Convolution is part of the network design though.
Would a fully connected network learn to convolute? Or would it turn out that convolution is not necessary?
The interesting part here isn't the convolution itself, it's how convolutional layers turn out to like "filters" or "detectors" for individual features. This is explained very well in the distill.pub article linked by GP.
We know the architecture of LLMs because we created it, but we don't yet have the same level of understanding about them, or the same quality of analytical tools for reasoning about them.
They do and in fact it's relatively straightforward to show empirically on eg MNIST. The problem is that you need a much much larger network in the FCN case and thus need way more data and way more data augmentation to get a good result that isn't overfit to hell.

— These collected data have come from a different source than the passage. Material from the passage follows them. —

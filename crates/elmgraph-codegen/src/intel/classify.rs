//! Per-item kind dispatch: record, scalar and enum classification.

use elmgraph_core::options::TypeMapping;
use elmgraph_core::query::{ItemId, QueryInputItem, QueryOutputItem, TypeCategory, TypeRef};
use elmgraph_core::utils::upper_first;

use super::assemble::Assembler;
use super::error::{IntelError, Result, Section};
use super::ir::{DecodeItem, EncodeItem, ItemInfo, ItemKind};
use super::naming::set_record_field_names;
use super::signature::record_signature;

/// Built-in encoders for the GraphQL built-in scalars. Consulted only
/// when the user tables have no entry.
fn default_scalar_encoder(name: &str) -> Option<TypeMapping> {
    let mapping = match name {
        "Int" => TypeMapping::new("Int", "Json.Encode.int"),
        "Float" => TypeMapping::new("Float", "Json.Encode.float"),
        "Boolean" => TypeMapping::new("Bool", "Json.Encode.bool"),
        "String" | "ID" => TypeMapping::new("String", "Json.Encode.string"),
        _ => return None,
    };
    Some(mapping)
}

/// Built-in decoders for the GraphQL built-in scalars.
fn default_scalar_decoder(name: &str) -> Option<TypeMapping> {
    let mapping = match name {
        "Int" => TypeMapping::new("Int", "Json.Decode.int"),
        "Float" => TypeMapping::new("Float", "Json.Decode.float"),
        "Boolean" => TypeMapping::new("Bool", "Json.Decode.bool"),
        "String" | "ID" => TypeMapping::new("String", "Json.Decode.string"),
        _ => return None,
    };
    Some(mapping)
}

/// Shape metadata shared by every classification branch.
fn item_info(id: ItemId, name: &str, ty: Option<&TypeRef>, order: u32, children: &[ItemId]) -> ItemInfo {
    ItemInfo {
        id,
        name: name.to_string(),
        query_typename: ty.map(|ty| ty.name().to_string()).unwrap_or_default(),
        field_name: String::new(),
        order: f64::from(order),
        children: children.to_vec(),
        is_optional: false,
        is_nullable: ty.is_none_or(TypeRef::is_nullable),
        is_list: ty.is_some_and(TypeRef::is_list),
        is_list_of_optionals: false,
        is_list_of_nullables: ty.is_some_and(TypeRef::is_list_of_nullables),
    }
}

/// Encode-side shape metadata: a nullable argument is an optional one.
fn encode_info(item: &QueryInputItem) -> ItemInfo {
    let mut info = item_info(item.id, &item.name, item.ty.as_ref(), item.order, &item.children);
    info.is_optional = info.is_nullable;
    info.is_list_of_optionals = info.is_list_of_nullables;
    info
}

/// Decode-side shape metadata: a directive-guarded field is optional.
fn decode_info(item: &QueryOutputItem) -> ItemInfo {
    let mut info = item_info(item.id, &item.name, item.ty.as_ref(), item.order, &item.children);
    info.is_optional = item.with_directive;
    info
}

impl Assembler<'_> {
    /// Classify one input item and append it to the encode section.
    pub(super) fn add_encode_item(&mut self, query_item: &QueryInputItem) -> Result<()> {
        let info = encode_info(query_item);

        let item = if info.id == 0 {
            // The variables root is the fixed, reserved record.
            set_record_field_names(&info.children, &mut self.encode.items)?;
            EncodeItem {
                info: ItemInfo {
                    is_optional: false,
                    is_nullable: false,
                    is_list: false,
                    ..info
                },
                kind: ItemKind::Record,
                type_name: "Variables".to_string(),
                encoder: "encodeVariables".to_string(),
            }
        } else {
            let Some(ty) = &query_item.ty else {
                return Err(IntelError::UnhandledType {
                    ty: "<missing>".to_string(),
                    section: Section::Encode,
                });
            };
            match ty.category() {
                TypeCategory::InputObject => {
                    set_record_field_names(&info.children, &mut self.encode.items)?;
                    let type_name = self.new_encode_record_type(&info)?;
                    let encoder = self.new_encoder_name(&type_name);
                    EncodeItem {
                        info,
                        kind: ItemKind::Record,
                        type_name,
                        encoder,
                    }
                }
                TypeCategory::Scalar => {
                    let mapping = self
                        .options
                        .scalar_encoders
                        .get(ty.name())
                        .cloned()
                        .or_else(|| default_scalar_encoder(ty.name()))
                        .ok_or_else(|| IntelError::UnhandledScalar {
                            ty: ty.to_string(),
                            section: Section::Encode,
                        })?;
                    EncodeItem {
                        info,
                        kind: ItemKind::Scalar,
                        type_name: mapping.target_type,
                        encoder: mapping.function_name,
                    }
                }
                TypeCategory::Enum => {
                    let mapping = self
                        .options
                        .enum_encoders
                        .get(ty.name())
                        .cloned()
                        .ok_or_else(|| IntelError::UnhandledEnum {
                            ty: ty.to_string(),
                            section: Section::Encode,
                        })?;
                    EncodeItem {
                        info,
                        kind: ItemKind::Enum,
                        type_name: mapping.target_type,
                        encoder: mapping.function_name,
                    }
                }
                TypeCategory::Object | TypeCategory::Interface | TypeCategory::Union => {
                    return Err(IntelError::UnhandledType {
                        ty: ty.to_string(),
                        section: Section::Encode,
                    });
                }
            }
        };

        self.encode.items.push(item);
        Ok(())
    }

    /// Classify one output item and append it to the decode section.
    /// Items flagged invalid by the query parse are dropped.
    pub(super) fn add_decode_item(&mut self, query_item: &QueryOutputItem) -> Result<()> {
        if !query_item.is_valid {
            return Ok(());
        }

        let info = decode_info(query_item);

        let Some(ty) = &query_item.ty else {
            return Err(IntelError::UnhandledType {
                ty: "<missing>".to_string(),
                section: Section::Decode,
            });
        };

        let item = if ty.category().is_composite() {
            if info.id == 0 {
                // The response root is the fixed, reserved record.
                set_record_field_names(&info.children, &mut self.decode.items)?;
                let item = DecodeItem {
                    info,
                    kind: ItemKind::Record,
                    type_name: "Data".to_string(),
                    decoder: "decoder".to_string(),
                    union_constructor: String::new(),
                };
                self.types_by_signature.insert("", item.type_name.clone());
                self.decode
                    .decoders_by_type
                    .insert(item.type_name.clone(), item.decoder.clone());
                item
            } else if query_item.is_fragmented {
                self.add_union_item(query_item, info, ty)?
            } else {
                set_record_field_names(&info.children, &mut self.decode.items)?;
                let type_name = self.new_decode_record_type(&info)?;
                let decoder = self.new_decoder_name(&type_name);
                DecodeItem {
                    info,
                    kind: ItemKind::Record,
                    type_name,
                    decoder,
                    union_constructor: String::new(),
                }
            }
        } else {
            match ty.category() {
                TypeCategory::Scalar => {
                    let mapping = self
                        .options
                        .scalar_decoders
                        .get(ty.name())
                        .cloned()
                        .or_else(|| default_scalar_decoder(ty.name()))
                        .ok_or_else(|| IntelError::UnhandledScalar {
                            ty: ty.to_string(),
                            section: Section::Decode,
                        })?;
                    DecodeItem {
                        info,
                        kind: ItemKind::Scalar,
                        type_name: mapping.target_type,
                        decoder: mapping.function_name,
                        union_constructor: String::new(),
                    }
                }
                TypeCategory::Enum => {
                    let mapping = self
                        .options
                        .enum_decoders
                        .get(ty.name())
                        .cloned()
                        .ok_or_else(|| IntelError::UnhandledEnum {
                            ty: ty.to_string(),
                            section: Section::Decode,
                        })?;
                    DecodeItem {
                        info,
                        kind: ItemKind::Enum,
                        type_name: mapping.target_type,
                        decoder: mapping.function_name,
                        union_constructor: String::new(),
                    }
                }
                TypeCategory::Object
                | TypeCategory::InputObject
                | TypeCategory::Interface
                | TypeCategory::Union => {
                    return Err(IntelError::UnhandledType {
                        ty: ty.to_string(),
                        section: Section::Decode,
                    });
                }
            }
        };

        self.decode.items.push(item);
        Ok(())
    }

    /// Record type for an encode item, deduplicated by signature.
    fn new_encode_record_type(&mut self, info: &ItemInfo) -> Result<String> {
        let signature = record_signature(&info.query_typename, &info.children, &self.encode.items)?;
        Ok(self
            .types_by_signature
            .obtain_or_create(&signature, &mut self.names, |names| {
                names.type_name(&info.query_typename)
            }))
    }

    /// Record type for a decode item, deduplicated by signature.
    pub(super) fn new_decode_record_type(&mut self, info: &ItemInfo) -> Result<String> {
        let signature = record_signature(&info.query_typename, &info.children, &self.decode.items)?;
        Ok(self
            .types_by_signature
            .obtain_or_create(&signature, &mut self.names, |names| {
                names.type_name(&info.query_typename)
            }))
    }

    /// Encoder name for a generated type, deduplicated by type.
    fn new_encoder_name(&mut self, type_name: &str) -> String {
        self.encode
            .encoders_by_type
            .obtain_or_create(type_name, &mut self.names, |names| {
                names.value_name(&format!("encode{}", upper_first(type_name)))
            })
    }

    /// Decoder name for a generated type, deduplicated by type.
    pub(super) fn new_decoder_name(&mut self, type_name: &str) -> String {
        self.decode
            .decoders_by_type
            .obtain_or_create(type_name, &mut self.names, |names| {
                names.value_name(&format!("{type_name}Decoder"))
            })
    }
}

In the case of CNN the reason it works is that an image of an object X is still an image of object X if the X is shifted left or right. The property is translationally invariant. CNN are basically the simplest way to encode translational invariance.
> CNN are basically the simplest way to encode translational invariance
That's the geometric deep learning theory, isn't it? Do you know if there's a list somewhere of exactly what invariance has which ways to simulate it? Like an overview?
The point of using a CNN instead of a FCN is that you force it to learn in a certain way that prevents overfitting. But given a sufficient dataset, and proper data augmentation you would expect a FCN to be able to identify objects regardless of translation. It's just that a CNN would train easier and better, with a smaller network (a FCN doing convolutions would be very wasteful).
That's why traditionally you would pick your architecture to help it learn in a certain way (images=cnn, text=rnn/lstm/gru). But the nice thing about transformers is that they are more general.
We know the architecture of LLMs because we created it, but we don't yet have the same level of understanding about them, or the same quality of analytical tools for reasoning about them.